SALZBURGER FESTSPIELE 2015: FOTOPROBE "FIDELIO"
Auf einer Bühne stehen zwei Schauspieler vor einer Wand, auf die Schatten projiziert werden.

SALZBURGER FESTSPIELE 2015: FOTOPROBE "FIDELIO"
Drei Personen auf einer schrägen, gefliesten Fläche vor einer weißen Wand.

Singers Koenig, Kaufmann and Pieczonka perform on
Eine Frau in einem Trenchcoat steht auf einer Bühne, während ein Mann aus einer dunklen Öffnung auftaucht.

SALZBURGER FESTSPIELE 2015: FOTOPROBE "FIDELIO"
Eine Frau im Mantel stützt einen barfüßigen Mann auf einer Bühne, beide singen.

SALZBURGER FESTSPIELE 2015: FOTOPROBE "FIDELIO"
Eine Bühnenszene mit fünf Darstellern vor einer weißen Wand.

Singers Lorenger, Kaufmann, Koenig, Pieczonka and

Wenn Sie diese Zeit Revue passieren lassen: Was hat sich in diesen 30 Jahren am schlimmsten verändert?

Aufgrund des Niedergangs des CD-Geschäftes geht die Klassik viel zu stark in Richtung Pop. "Hochhackige Maultrommelspielerinnen" sind gefragt. Aus meiner Sicht sollte man auch akustisch nicht versuchen, mit dem Popbusiness zu konkurrieren. Es geht darum, in dieser lauten Phase eine Oase zu bieten. Es geht um die Hinwendung zur Subtilität. Es war auch in Cleveland für mich etwa eine jahrelange Arbeit, ein solches Pianissimo, für das das Orchester heute gerühmt wird, zu erreichen. Zuletzt hat die New York Times geschrieben: Das ist das beste Orchester Amerikas. So etwas geht nicht über Nacht.

Sie sind seit 13 Jahren in Cleveland. Wie lange läuft Ihr Vertrag als Chefdirigent noch?

Bis 2022. Und die Musiker fragen jetzt schon, ob ich nicht noch weiter verlängern will. Das ist eine wirklich toll funktionierende Partnerschaft.

Sie spielen mit dem Cleveland Orchestra immer wieder auch Oper, szenisch wie konzertant. Was ist diesbezüglich als nächstes geplant?

Das machen wir seit 2003 jedes Jahr. Begonnen haben wir mit "Don Carlo", zuletzt gab es "Daphne". 2018, wenn das Orchester sein 100-Jahr- Jubiläum feiert, werden wir einen neuen "Tristan" in der Inszenierung von Pierre Audi spielen. Nina Stemme wird die Isolde sein.

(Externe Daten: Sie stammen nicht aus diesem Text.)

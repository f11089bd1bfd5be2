//! Advisory, per-workflow exclusive lock over a workflow's checkpoint directory.
//!
//! Prevents two processes from concurrently resuming or advancing the same
//! `workflow_id`. The same "no in-flight executions" discipline the tool
//! registry requires for deregistration applied one level up, to a whole
//! workflow rather than a single adapter. Advisory only: it
//! coordinates cooperating `scanforge` processes and is not a security
//! boundary.

use camino::Utf8PathBuf;
use fd_lock::RwLock;
use serde::{Deserialize, Serialize};
use std::fs;
use std::io;
use std::path::{Path, PathBuf};
use std::process;
use std::time::{SystemTime, UNIX_EPOCH};
use thiserror::Error;

const DEFAULT_STALE_THRESHOLD_SECS: u64 = 3600;

#[derive(Debug, Clone, Serialize, Deserialize)]
pub struct LockInfo {
    pub pid: u32,
    pub created_at: u64,
    pub workflow_id: String,
}

#[derive(Debug, Error)]
pub enum LockError {
    #[error("workflow '{workflow_id}' is already running (pid {pid}, acquired {created_ago} ago)")]
    ConcurrentExecution {
        workflow_id: String,
        pid: u32,
        created_ago: String,
    },
    #[error("stale lock for workflow '{workflow_id}' (pid {pid}, age {age_secs}s); pass force=true to override")]
    StaleLock {
        workflow_id: String,
        pid: u32,
        age_secs: u64,
    },
    #[error("lock file for workflow '{workflow_id}' is corrupted: {reason}")]
    Corrupted { workflow_id: String, reason: String },
    #[error("failed to acquire lock for workflow '{workflow_id}': {reason}")]
    AcquisitionFailed { workflow_id: String, reason: String },
    #[error(transparent)]
    Io(#[from] io::Error),
}

/// Holds the lock for `workflow_id` until dropped; the lock file is removed on drop.
pub struct WorkflowLock {
    lock_path: PathBuf,
    _fd_lock: Option<Box<RwLock<fs::File>>>,
    info: LockInfo,
}

impl WorkflowLock {
    /// Acquire the lock, retrying past a stale holder once.
    pub fn acquire(
        checkpoint_dir: &Utf8PathBuf,
        workflow_id: &str,
        force: bool,
        ttl_seconds: Option<u64>,
    ) -> Result<Self, LockError> {
        fs::create_dir_all(checkpoint_dir.as_std_path())?;
        let lock_path = checkpoint_dir.as_std_path().join(".lock");
        let ttl = ttl_seconds.unwrap_or(DEFAULT_STALE_THRESHOLD_SECS);

        for attempt in 0..2 {
            let info = LockInfo {
                pid: process::id(),
                created_at: now_secs(),
                workflow_id: workflow_id.to_string(),
            };

            match fs::OpenOptions::new()
                .create_new(true)
                .write(true)
                .open(&lock_path)
            {
                Ok(file) => return Self::finalize(lock_path, file, info),
                Err(e) if e.kind() == io::ErrorKind::AlreadyExists => {
                    Self::check_existing(&lock_path, workflow_id, force, ttl)?;
                    if attempt == 0 {
                        let _ = fs::remove_file(&lock_path);
                        continue;
                    }
                    return Err(LockError::AcquisitionFailed {
                        workflow_id: workflow_id.to_string(),
                        reason: "lock re-acquired by another process".to_string(),
                    });
                }
                Err(e) => {
                    return Err(LockError::AcquisitionFailed {
                        workflow_id: workflow_id.to_string(),
                        reason: e.to_string(),
                    });
                }
            }
        }

        Err(LockError::AcquisitionFailed {
            workflow_id: workflow_id.to_string(),
            reason: "exhausted retries".to_string(),
        })
    }

    fn finalize(
        lock_path: PathBuf,
        file: fs::File,
        info: LockInfo,
    ) -> Result<Self, LockError> {
        let json = serde_json::to_string_pretty(&info).map_err(|e| LockError::AcquisitionFailed {
            workflow_id: info.workflow_id.clone(),
            reason: e.to_string(),
        })?;
        let mut rw = Box::new(RwLock::new(file));
        {
            use std::io::Write;
            let mut guard = rw.try_write().map_err(|_| LockError::ConcurrentExecution {
                workflow_id: info.workflow_id.clone(),
                pid: info.pid,
                created_ago: "unknown".to_string(),
            })?;
            guard.write_all(json.as_bytes())?;
            guard.flush()?;
        }
        Ok(Self {
            lock_path,
            _fd_lock: Some(rw),
            info,
        })
    }

    /// Returns `Ok(())` if the existing lock is stale/overridable, `Err` otherwise.
    fn check_existing(
        lock_path: &Path,
        workflow_id: &str,
        force: bool,
        ttl_seconds: u64,
    ) -> Result<(), LockError> {
        let content = match fs::read_to_string(lock_path) {
            Ok(c) => c,
            Err(e) if e.kind() == io::ErrorKind::NotFound => return Ok(()),
            Err(e) => return Err(e.into()),
        };
        let existing: LockInfo = serde_json::from_str(&content).map_err(|e| LockError::Corrupted {
            workflow_id: workflow_id.to_string(),
            reason: e.to_string(),
        })?;

        let age = now_secs().saturating_sub(existing.created_at);
        let running = process_is_running(existing.pid);

        if running && !force {
            return Err(LockError::ConcurrentExecution {
                workflow_id: workflow_id.to_string(),
                pid: existing.pid,
                created_ago: format_duration(age),
            });
        }
        if !running && age <= ttl_seconds && !force {
            return Err(LockError::StaleLock {
                workflow_id: workflow_id.to_string(),
                pid: existing.pid,
                age_secs: age,
            });
        }
        Ok(())
    }

    #[must_use]
    pub fn workflow_id(&self) -> &str {
        &self.info.workflow_id
    }
}

impl Drop for WorkflowLock {
    fn drop(&mut self) {
        self._fd_lock.take();
        let _ = fs::remove_file(&self.lock_path);
    }
}

fn now_secs() -> u64 {
    SystemTime::now()
        .duration_since(UNIX_EPOCH)
        .expect("system clock before unix epoch")
        .as_secs()
}

fn format_duration(secs: u64) -> String {
    if secs < 60 {
        format!("{secs}s")
    } else if secs < 3600 {
        format!("{}m", secs / 60)
    } else {
        format!("{}h", secs / 3600)
    }
}

#[cfg(unix)]
fn process_is_running(pid: u32) -> bool {
    let rc = unsafe { libc::kill(pid as i32, 0) };
    rc == 0 || io::Error::last_os_error().raw_os_error() == Some(libc::EPERM)
}

#[cfg(not(unix))]
fn process_is_running(_pid: u32) -> bool {
    true
}

#[cfg(test)]
mod tests {
    use super::*;
    use tempfile::TempDir;

    fn dir() -> (TempDir, Utf8PathBuf) {
        let td = TempDir::new().unwrap();
        let p = Utf8PathBuf::from_path_buf(td.path().to_path_buf()).unwrap();
        (td, p)
    }

    #[test]
    fn acquire_then_release_allows_reacquire() {
        let (_td, dir) = dir();
        let lock = WorkflowLock::acquire(&dir, "wf-1", false, None).unwrap();
        assert_eq!(lock.workflow_id(), "wf-1");
        drop(lock);
        let _lock2 = WorkflowLock::acquire(&dir, "wf-1", false, None).unwrap();
    }

    #[test]
    fn concurrent_acquire_fails() {
        let (_td, dir) = dir();
        let _lock = WorkflowLock::acquire(&dir, "wf-2", false, None).unwrap();
        let result = WorkflowLock::acquire(&dir, "wf-2", false, None);
        assert!(result.is_err());
    }

    #[test]
    fn stale_lock_is_overridable_with_force() {
        let (_td, dir) = dir();
        fs::create_dir_all(dir.as_std_path()).unwrap();
        let lock_path = dir.as_std_path().join(".lock");
        let stale = LockInfo {
            pid: 999_999,
            created_at: 0,
            workflow_id: "wf-3".to_string(),
        };
        fs::write(&lock_path, serde_json::to_string(&stale).unwrap()).unwrap();

        assert!(WorkflowLock::acquire(&dir, "wf-3", false, None).is_err());
        let lock = WorkflowLock::acquire(&dir, "wf-3", true, None).unwrap();
        assert_eq!(lock.workflow_id(), "wf-3");
    }
}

Und was planen Sie an den großen Opernhäusern?

Die Palette von Vorstellungen an den Opernhäusern in München, Mailand sowie bei den Salzburger Festspielen erstreckt sich von Mozart bis Wagner und Strauss und inkludiert auch Zeitgenössisches.

Zurück zu Cleveland: Warum ist ausgerechnet diese Stadt der richtige Platz für so ein Toporchester?

Als das Orchester gegründet wurde, war Cleveland die fünftgrößte Stadt der USA, heute ist sie auf Platz 45. Es gibt fünf Milliardäre im Großraum Cleveland, in New York sind es Hunderte. Aber die ganze Stadt steht hinter dem Orchester. Man ist stolz darauf. In den USA versteht man auch, dass es Spitzenprodukte nicht gibt, wenn nicht investiert wird. In Cleveland gibt es drei Top-Institutionen: Die Cleveland Clinic mit 35.000 Angestellten, unser Orchester und ein fabelhaftes Museum, für dessen Zubau innerhalb von fünf Jahren 250 Millionen Dollar gesammelt wurden. Im Gegensatz zu Österreich gibt es da keinen Neid auf Spitzenleistungen.

Welche Relevanz hat ein Symphonieorchester im 21. Jahrhundert für junge Menschen?

Man muss ihnen etwas anbieten, was sie sonst in diesem Trubel kaum finden können: zeitlose Qualität. 20 Prozent unseres Publikums jünger als 25 Jahre.

Amerikanische Orchester leben von privaten Geldern, in Österreich klagen immer mehr Kulturinstitutionen über mangelnde öffentliche Subventionen. Wie sehen Sie diese Entwicklung?

Wenn wir etwa von Salzburg sprechen: Es stimmt einfach nicht, dass der Steuerzahler die Festspiele unterstützt. Die Festspiele zahlen ein Vielfaches zurück. Leider schränkt die ökonomische Frage oftmals den Spielraum an Kreativität mehr und mehr ein. Wir verwalten uns zu Tode. Das betrifft natürlich auch andere Institutionen wie die Wiener Staatsoper. Ich habe auch zu Kulturminister Josef Ostermayer gesagt: Eine Institution muss gestaltet, nicht verwaltet werden. Und man darf sein Publik um nie unterfordern.